**THE TASK:**
Look through the records below and copy each line that includes the word "impl".
** Opening TASK INPUT block **
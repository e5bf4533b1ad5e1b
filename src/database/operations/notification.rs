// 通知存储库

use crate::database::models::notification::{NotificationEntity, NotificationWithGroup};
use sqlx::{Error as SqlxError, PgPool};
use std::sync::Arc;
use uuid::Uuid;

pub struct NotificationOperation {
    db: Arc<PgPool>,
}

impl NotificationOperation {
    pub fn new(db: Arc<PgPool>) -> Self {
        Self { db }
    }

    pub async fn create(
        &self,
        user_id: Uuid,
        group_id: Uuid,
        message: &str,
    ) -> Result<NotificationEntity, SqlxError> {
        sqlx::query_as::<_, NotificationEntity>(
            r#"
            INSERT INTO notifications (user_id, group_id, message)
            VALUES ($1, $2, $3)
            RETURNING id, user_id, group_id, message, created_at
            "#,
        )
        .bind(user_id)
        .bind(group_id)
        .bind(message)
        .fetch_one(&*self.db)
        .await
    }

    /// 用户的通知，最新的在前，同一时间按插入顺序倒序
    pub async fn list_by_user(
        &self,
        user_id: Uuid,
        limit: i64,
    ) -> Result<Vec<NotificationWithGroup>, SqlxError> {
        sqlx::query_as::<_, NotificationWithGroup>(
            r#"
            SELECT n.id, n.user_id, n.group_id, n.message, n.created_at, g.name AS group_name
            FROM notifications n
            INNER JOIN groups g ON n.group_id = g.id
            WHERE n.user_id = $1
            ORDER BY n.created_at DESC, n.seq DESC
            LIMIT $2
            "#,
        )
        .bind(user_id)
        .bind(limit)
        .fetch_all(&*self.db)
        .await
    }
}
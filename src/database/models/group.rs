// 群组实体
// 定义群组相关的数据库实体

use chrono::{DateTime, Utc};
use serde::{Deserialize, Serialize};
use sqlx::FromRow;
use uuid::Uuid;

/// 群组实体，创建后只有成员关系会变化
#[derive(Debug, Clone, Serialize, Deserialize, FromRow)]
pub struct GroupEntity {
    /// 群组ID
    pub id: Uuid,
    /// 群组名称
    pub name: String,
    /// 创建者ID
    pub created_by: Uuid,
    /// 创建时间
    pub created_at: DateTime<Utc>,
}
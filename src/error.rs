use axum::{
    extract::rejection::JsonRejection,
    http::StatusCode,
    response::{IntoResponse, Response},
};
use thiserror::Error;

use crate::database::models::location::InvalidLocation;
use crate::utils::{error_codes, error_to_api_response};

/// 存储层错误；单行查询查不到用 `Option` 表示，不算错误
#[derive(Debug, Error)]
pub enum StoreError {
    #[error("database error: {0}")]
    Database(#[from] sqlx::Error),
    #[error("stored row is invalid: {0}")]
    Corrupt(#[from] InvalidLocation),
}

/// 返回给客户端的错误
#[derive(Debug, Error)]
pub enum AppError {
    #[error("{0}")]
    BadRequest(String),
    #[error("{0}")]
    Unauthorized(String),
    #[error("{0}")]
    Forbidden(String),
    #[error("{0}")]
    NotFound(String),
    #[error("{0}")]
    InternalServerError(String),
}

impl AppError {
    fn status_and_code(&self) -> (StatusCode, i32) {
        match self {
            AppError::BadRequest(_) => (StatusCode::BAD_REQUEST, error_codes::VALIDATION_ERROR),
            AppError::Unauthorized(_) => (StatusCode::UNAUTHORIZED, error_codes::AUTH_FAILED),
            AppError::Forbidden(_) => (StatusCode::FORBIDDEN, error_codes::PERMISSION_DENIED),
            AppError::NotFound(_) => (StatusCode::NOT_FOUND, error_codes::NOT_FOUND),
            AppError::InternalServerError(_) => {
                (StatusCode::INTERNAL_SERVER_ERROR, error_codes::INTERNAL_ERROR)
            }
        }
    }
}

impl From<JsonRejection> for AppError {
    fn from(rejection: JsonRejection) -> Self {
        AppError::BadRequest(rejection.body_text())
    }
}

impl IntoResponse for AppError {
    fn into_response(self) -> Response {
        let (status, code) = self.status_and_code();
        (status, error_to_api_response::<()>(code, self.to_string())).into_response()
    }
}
** Closing TASK INPUT block **
**WRITTEN ANSWER:**
impl NotificationOperation {
impl AppError {
impl From<JsonRejection> for AppError {
impl IntoResponse for AppError {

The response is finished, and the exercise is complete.